Seth was sitting in the kitchen, cup of coffee in front of her, steaming slightly, and presumably being drunk between long intervals of stillness. Her eyes had that wide open stare of someone who has retreated entirely inside her own mind. It was near dawn. She watched the sunrise with bleary contemplation.
Briefly, Julie walked in, having never gotten to bed; she said something, stared disdainfully at Seth, and walked out without having been replied to. It was just another thing on her list to be disgruntled about.
Once the sun was thoroughly rising, Seth was feeling herself again. At least, she blinked, and briefly, a passing bird outside had the chance to see her actually drink out of her cup. Decon stumbled in at some point, asking where the microwave sausages were. He dug in the freezer, making a comment about always waiting to see when there would be some girl in there and he could assume thereby that he had finally scored in the superhero business (Wonderfully inapt as usual. Seth obligingly laughed). She had also taken the box and warmed up a set of sausages for him, letting him juggle them as he put the box away and stumbled off again to finish his waking progress.
Bosh wouldn’t wake until noon. Wes was probably awake a long time ago and trying to be quiet, even though he wouldd be hungry. She was going to put a minifridge in his room, rather than try to fix the psychological problem. She just couldn’t stand thinking about him like that.
She didn’t tend to think of Firmament as a person, so she didn’t think of when he would wake. She did briefly wonder about the role of women in the superhero business, wondering whether she was mothering Wes too much, talking down to Bosh, antagonizing Julie because she was competition. All these soon passed out of her mind having hardly creased her brow. She took a sip of her still-hot coffee. People were people, acted as people. Decon didn’t mother, but big-brothered Wes (and would have mothered if he thought it would be more effective) but he was the only other one capable of making that choice. Bosh was an emotional four-year-old in a sixteen-year-old body. Julie was a bitch.
And Seth was a bitch, when she had to be. Everybody did what they must. They, the children who had decided to form this team, did more than they must, but in doing that, did what they must. There was no contemplation to be had thereof. She shut her eyes and took a sip of coffee, while outside the sunrise brimmed over the ocean view, obscuring the city with gravitationally twisted light.
Shadow passing over her closed eyes let her know that someone was there, opening them let her know that it was Firmament, walking about in his old patient scrubs from the hospital. He apparently slept in them, if he slept. She would think he wouldn’t want them around to remind him...
He paused briefly at the left edge of her sight, seeming stuck, then moved on, shuffling to the kitchen to get coffee. He muttered something akin to ‘shut up’ to whatever symptom was bothering him today and sat down heavily beside her a moment. They both stared out the window, though Seth’s side ran with up and down tremors of tenseness as she alternately let her emotions get the better of her and tried to calm them down with reason. Fir weirded her out.

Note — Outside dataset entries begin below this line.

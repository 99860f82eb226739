//! Shared fixtures for pool integration tests

#![allow(dead_code)]

use std::collections::HashSet;
use std::sync::Arc;
use std::sync::atomic::{AtomicU64, AtomicUsize, Ordering};
use std::time::Duration;

use async_trait::async_trait;
use dashpool_connection::{ConnectionFactory, ConnectionPool, ConnectionTarget, PoolConfig};
use parking_lot::Mutex;

/// Connection handed out by [`ScriptedFactory`]
#[derive(Debug)]
pub struct FakeConn {
    pub serial: u64,
    pub target: String,
}

/// Factory whose behaviour is steered by the test
///
/// Creation and health checks can be delayed, creation can be made to fail
/// a number of times, and individual connections can be marked unhealthy by
/// serial.
#[derive(Default)]
pub struct ScriptedFactory {
    next_serial: AtomicU64,
    created: AtomicUsize,
    destroyed: AtomicUsize,
    failures_left: AtomicUsize,
    create_delay: Mutex<Duration>,
    health_check_delay: Mutex<Duration>,
    unhealthy: Mutex<HashSet<u64>>,
}

impl ScriptedFactory {
    pub fn new() -> Arc<Self> {
        Arc::new(Self::default())
    }

    /// Fail the next `times` creations
    pub fn fail_next(&self, times: usize) {
        self.failures_left.store(times, Ordering::SeqCst);
    }

    pub fn set_create_delay(&self, delay: Duration) {
        *self.create_delay.lock() = delay;
    }

    pub fn set_health_check_delay(&self, delay: Duration) {
        *self.health_check_delay.lock() = delay;
    }

    pub fn mark_unhealthy(&self, serial: u64) {
        self.unhealthy.lock().insert(serial);
    }

    pub fn created(&self) -> usize {
        self.created.load(Ordering::SeqCst)
    }

    pub fn destroyed(&self) -> usize {
        self.destroyed.load(Ordering::SeqCst)
    }

    /// Connections created and not yet destroyed
    pub fn live(&self) -> usize {
        self.created() - self.destroyed()
    }
}

#[async_trait]
impl ConnectionFactory for ScriptedFactory {
    type Connection = FakeConn;

    async fn create(&self, target: &ConnectionTarget) -> anyhow::Result<FakeConn> {
        let delay = *self.create_delay.lock();
        if !delay.is_zero() {
            tokio::time::sleep(delay).await;
        }

        let fail = self
            .failures_left
            .fetch_update(Ordering::SeqCst, Ordering::SeqCst, |n| n.checked_sub(1))
            .is_ok();
        if fail {
            anyhow::bail!("connection refused by {}", target.display_addr());
        }

        self.created.fetch_add(1, Ordering::SeqCst);
        Ok(FakeConn {
            serial: self.next_serial.fetch_add(1, Ordering::SeqCst),
            target: target.display_addr(),
        })
    }

    async fn destroy(&self, _conn: FakeConn) -> anyhow::Result<()> {
        self.destroyed.fetch_add(1, Ordering::SeqCst);
        Ok(())
    }

    async fn health_check(&self, conn: &FakeConn) -> anyhow::Result<bool> {
        let delay = *self.health_check_delay.lock();
        if !delay.is_zero() {
            tokio::time::sleep(delay).await;
        }
        Ok(!self.unhealthy.lock().contains(&conn.serial))
    }
}

/// Build a named pool over a shared scripted factory
pub fn pool(
    config: PoolConfig,
) -> anyhow::Result<(Arc<ConnectionPool<ScriptedFactory>>, Arc<ScriptedFactory>)> {
    dashpool_connection::init_test_logging();
    let factory = ScriptedFactory::new();
    let pool = ConnectionPool::with_name("it", config, Arc::clone(&factory))?;
    Ok((Arc::new(pool), factory))
}

/// Check the bookkeeping invariants on a stats snapshot
pub fn assert_invariants(pool: &ConnectionPool<ScriptedFactory>) {
    let stats = pool.stats();
    let max = pool.config().max_size();
    assert_eq!(stats.total, stats.idle + stats.active, "total must be idle + active");
    assert!(stats.total <= max, "total {} exceeds max {}", stats.total, max);
    assert_eq!(
        stats.total_acquired - stats.total_released,
        stats.active as u64,
        "acquired - released must equal active"
    );
}
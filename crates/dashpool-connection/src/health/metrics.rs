//! Counters for health checking

use std::time::Instant;

/// Metrics for periodic and release-time health checks
#[derive(Debug, Default, Clone)]
pub struct HealthCheckMetrics {
    /// Number of idle sweeps run
    pub cycles_run: u64,
    /// Number of probes issued (sweeps and releases)
    pub connections_checked: u64,
    /// Number of probes that found a connection unhealthy
    pub connections_failed: u64,
    /// Number of connections created to replace evicted ones
    pub replacements_created: u64,
    /// When the last sweep finished
    pub last_sweep: Option<Instant>,
}

impl HealthCheckMetrics {
    /// Create a new metrics instance
    pub fn new() -> Self {
        Self::default()
    }

    /// Record the result of one probe
    pub fn record_probe(&mut self, healthy: bool) {
        self.connections_checked += 1;
        if !healthy {
            self.connections_failed += 1;
        }
    }

    /// Record a finished sweep
    pub fn record_cycle(&mut self) {
        self.cycles_run += 1;
        self.last_sweep = Some(Instant::now());
    }

    /// Record a replacement connection
    pub fn record_replacement(&mut self) {
        self.replacements_created += 1;
    }

    /// Fraction of probes that failed (0.0 to 1.0)
    pub fn failure_rate(&self) -> f64 {
        if self.connections_checked == 0 {
            0.0
        } else {
            self.connections_failed as f64 / self.connections_checked as f64
        }
    }
}
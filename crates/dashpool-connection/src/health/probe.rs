//! Single connection probe
//!
//! Wraps the factory's health check with a timeout and classifies the result.

use std::fmt;
use std::time::{Duration, Instant};

use dashpool_core::ConnectionFactory;

/// Result of probing one connection
#[derive(Debug, Clone, PartialEq, Eq)]
pub enum ProbeOutcome {
    /// The factory reported the connection usable
    Healthy { latency: Duration },
    /// The factory reported the connection unusable
    Unhealthy,
    /// The probe itself returned an error
    Failed(String),
    /// The probe did not answer in time
    TimedOut,
}

impl ProbeOutcome {
    /// Only `Healthy` keeps a connection in circulation.
    pub fn is_healthy(&self) -> bool {
        matches!(self, ProbeOutcome::Healthy { .. })
    }

    /// Round-trip time of a successful probe
    pub fn latency(&self) -> Option<Duration> {
        match self {
            ProbeOutcome::Healthy { latency } => Some(*latency),
            _ => None,
        }
    }
}

impl fmt::Display for ProbeOutcome {
    fn fmt(&self, f: &mut fmt::Formatter<'_>) -> fmt::Result {
        match self {
            ProbeOutcome::Healthy { latency } => write!(f, "healthy ({:?})", latency),
            ProbeOutcome::Unhealthy => write!(f, "unhealthy"),
            ProbeOutcome::Failed(msg) => write!(f, "probe failed: {}", msg),
            ProbeOutcome::TimedOut => write!(f, "probe timed out"),
        }
    }
}

/// Probe `conn` through `factory`, giving up after `timeout`.
///
/// Never fails: errors and timeouts are folded into the outcome.
pub async fn probe_connection<F: ConnectionFactory>(
    factory: &F,
    conn: &F::Connection,
    timeout: Duration,
) -> ProbeOutcome {
    let start = Instant::now();

    match tokio::time::timeout(timeout, factory.health_check(conn)).await {
        Ok(Ok(true)) => ProbeOutcome::Healthy {
            latency: start.elapsed(),
        },
        Ok(Ok(false)) => ProbeOutcome::Unhealthy,
        Ok(Err(e)) => ProbeOutcome::Failed(e.to_string()),
        Err(_) => ProbeOutcome::TimedOut,
    }
}
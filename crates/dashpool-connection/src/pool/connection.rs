//! Pooled connection handle and per-connection metadata

use std::fmt;
use std::ops::{Deref, DerefMut};
use std::sync::Weak;
use std::time::Instant;

use dashpool_core::{ConnectionFactory, ConnectionId};

use super::pool::PoolInner;

/// Metadata the pool keeps for every connection
#[derive(Debug, Clone, Copy, PartialEq, Eq)]
pub struct ConnectionInfo {
    /// Pool-assigned identity
    pub id: ConnectionId,
    /// When the factory created the connection
    pub created_at: Instant,
    /// When the connection was last handed to a caller
    pub last_used_at: Instant,
    /// Result of the most recent health probe
    pub healthy: bool,
}

/// A connection together with its metadata, as stored in the idle set
pub(super) struct Slot<C> {
    pub(super) info: ConnectionInfo,
    pub(super) conn: C,
}

impl<C> Slot<C> {
    pub(super) fn new(id: ConnectionId, conn: C) -> Self {
        let now = Instant::now();
        Self {
            info: ConnectionInfo {
                id,
                created_at: now,
                last_used_at: now,
                healthy: true,
            },
            conn,
        }
    }

    pub(super) fn touch(&mut self) {
        self.info.last_used_at = Instant::now();
    }
}

/// A connection checked out of a pool
///
/// Return it with [`ConnectionPool::release`](super::ConnectionPool::release).
/// A handle dropped without being released is reclaimed by its pool: the
/// release path runs on the current tokio runtime, or the connection is
/// discarded when no runtime is available.
pub struct PooledConnection<F: ConnectionFactory> {
    slot: Option<Slot<F::Connection>>,
    pool: Weak<PoolInner<F>>,
    pool_id: u64,
}

impl<F: ConnectionFactory> PooledConnection<F> {
    pub(super) fn new(slot: Slot<F::Connection>, pool: Weak<PoolInner<F>>, pool_id: u64) -> Self {
        Self {
            slot: Some(slot),
            pool,
            pool_id,
        }
    }

    // The slot is only taken by `release` and `Drop`, and both consume the
    // handle, so every reachable accessor finds it present.
    const PRESENT: &'static str = "pooled connection accessed after release";

    fn slot(&self) -> &Slot<F::Connection> {
        self.slot.as_ref().expect(Self::PRESENT)
    }

    fn slot_mut(&mut self) -> &mut Slot<F::Connection> {
        self.slot.as_mut().expect(Self::PRESENT)
    }

    pub(super) fn probe_target(&mut self) -> Option<&mut Slot<F::Connection>> {
        self.slot.as_mut()
    }

    pub(super) fn take_slot(&mut self) -> Option<Slot<F::Connection>> {
        self.slot.take()
    }

    pub(super) fn pool_id(&self) -> u64 {
        self.pool_id
    }

    /// Get the connection's pool-assigned id
    pub fn id(&self) -> ConnectionId {
        self.slot().info.id
    }

    /// Get a copy of the connection's metadata
    pub fn info(&self) -> ConnectionInfo {
        self.slot().info
    }

    pub fn created_at(&self) -> Instant {
        self.slot().info.created_at
    }

    pub fn last_used_at(&self) -> Instant {
        self.slot().info.last_used_at
    }

    /// Result of the most recent health probe on this connection
    pub fn is_healthy(&self) -> bool {
        self.slot().info.healthy
    }

    /// Get the factory payload
    pub fn connection(&self) -> &F::Connection {
        &self.slot().conn
    }
}

impl<F: ConnectionFactory> Deref for PooledConnection<F> {
    type Target = F::Connection;

    fn deref(&self) -> &Self::Target {
        &self.slot().conn
    }
}

impl<F: ConnectionFactory> DerefMut for PooledConnection<F> {
    fn deref_mut(&mut self) -> &mut Self::Target {
        &mut self.slot_mut().conn
    }
}

impl<F: ConnectionFactory> Drop for PooledConnection<F> {
    fn drop(&mut self) {
        if let Some(slot) = self.slot.take() {
            match self.pool.upgrade() {
                Some(pool) => pool.reclaim_dropped(slot),
                None => {
                    tracing::debug!(connection_id = %slot.info.id, "pool gone, dropping connection");
                }
            }
        }
    }
}

impl<F: ConnectionFactory> fmt::Debug for PooledConnection<F> {
    fn fmt(&self, f: &mut fmt::Formatter<'_>) -> fmt::Result {
        f.debug_struct("PooledConnection")
            .field("info", &self.slot.as_ref().map(|slot| slot.info))
            .field("pool_id", &self.pool_id)
            .finish()
    }
}
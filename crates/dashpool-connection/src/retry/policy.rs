//! Bounded retry loop

use std::future::Future;

use tracing::{debug, warn};

use super::BackoffStrategy;

/// How many times an operation is retried and how long to wait in between
#[derive(Debug, Clone, Default, PartialEq)]
pub struct RetryPolicy {
    /// Retries after the first attempt (0 = try once)
    retries: u32,
    backoff: BackoffStrategy,
}

/// Returned when every attempt failed
#[derive(Debug, thiserror::Error)]
#[error("gave up after {attempts} attempt(s): {last_error}")]
pub struct RetryExhausted {
    /// Number of attempts made
    pub attempts: u32,
    /// Error from the final attempt
    #[source]
    pub last_error: anyhow::Error,
}

impl RetryPolicy {
    pub fn new(retries: u32, backoff: BackoffStrategy) -> Self {
        Self { retries, backoff }
    }

    /// Try once, never retry.
    pub fn no_retry() -> Self {
        Self::default()
    }

    /// Get the number of retries after the first attempt
    pub fn retries(&self) -> u32 {
        self.retries
    }

    /// Total attempts including the first one
    pub fn max_attempts(&self) -> u32 {
        self.retries.saturating_add(1)
    }

    /// Get the backoff strategy
    pub fn backoff(&self) -> &BackoffStrategy {
        &self.backoff
    }

    /// Run `operation` until it succeeds or the attempts are used up.
    ///
    /// The loop is not cancellable from the pool's side; it always runs to
    /// success or exhaustion before returning.
    pub async fn run<T, F, Fut>(&self, what: &str, mut operation: F) -> Result<T, RetryExhausted>
    where
        F: FnMut(u32) -> Fut,
        Fut: Future<Output = anyhow::Result<T>>,
    {
        let max_attempts = self.max_attempts();
        let mut attempt = 0u32;

        loop {
            attempt += 1;
            match operation(attempt).await {
                Ok(value) => {
                    if attempt > 1 {
                        debug!(what, attempt, "succeeded after retry");
                    }
                    return Ok(value);
                }
                Err(error) => {
                    if attempt >= max_attempts {
                        warn!(what, attempt, max_attempts, error = %error, "giving up");
                        return Err(RetryExhausted {
                            attempts: attempt,
                            last_error: error,
                        });
                    }

                    let delay = self.backoff.calculate_delay(attempt - 1);
                    warn!(
                        what,
                        attempt,
                        max_attempts,
                        delay_ms = delay.as_millis() as u64,
                        error = %error,
                        "attempt failed, retrying"
                    );
                    if !delay.is_zero() {
                        tokio::time::sleep(delay).await;
                    }
                }
            }
        }
    }
}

She didn’t calm down, either, though they sat in silence until he finished his coffee. When he stirred to get up she berated herself for it. She was leader; she should be able to handle this, to calm down. She had learned he was good to have the team, though a cold thought buried so deep she didn’t even recognize it told her it was because she pitied him.
He was only half standing, again getting that position as if he were stuck there, halted in time like an old woman with osteoporosis pains, or a tripping film. The voice that issued out of him was a light tenor, and early morning matin bell: “You looked away. You let that robber be buried under debris so that you could help potential bystanders. There happened to be some, and so you saved them.”
She started, only a little, aware that sudden movement wouldn’t be good. She hadn’t been thinking about yesterday. True, she still had raspberry runs up her arms from being scratched across destroyed pavement, but, still. She thought about turning, but when his voice started again, it was like telling her to stop.
“You didn’t decide one life over another; you decided the potential of one life over another. Nobody’s sorry but a set of parents over children they couldn’t control. Nobody but them and you.”
He slid the mug off of the table, becoming unstuck as if by magic. She could imagine it dangling at his side, her eyes the same width as they were when she stared, so long, out the window at dawn. His voice was different, deeper.
“Don’t bother being sorry. Get used to killing people. It’s only the romantics who say that we don’t.”
He washed his mug and shuffled back to his room, ‘patient’ glaring mustily out over his back and trailing the cuff of one leg of his pants. She tightened her grip over the coffee mug and let her mind grown dull to the image of herself crying, where she let the emotion be vented. Moments passed until she was calm enough to think again, and glad that Bosh hadn’t woken up. That fore part of her mind reminded her, ‘Of course he’s right.’
He’s been in the game much longer.
He’s crazy.
She looked down at the black moon of coffee in her mug. She’d let it grow cold.
She tossed it out, rinsed it, refilling as Bosh stumbled in, “Fucked up dreams, man... like.... pterodactyls eating marshmallow people out of primeval forest and we were all plants....”
She smiled at him benignly, “My, My, what would Freud say?”
Bosh shot her a sharp frown and looked in the freezer. “Fuck Freud.”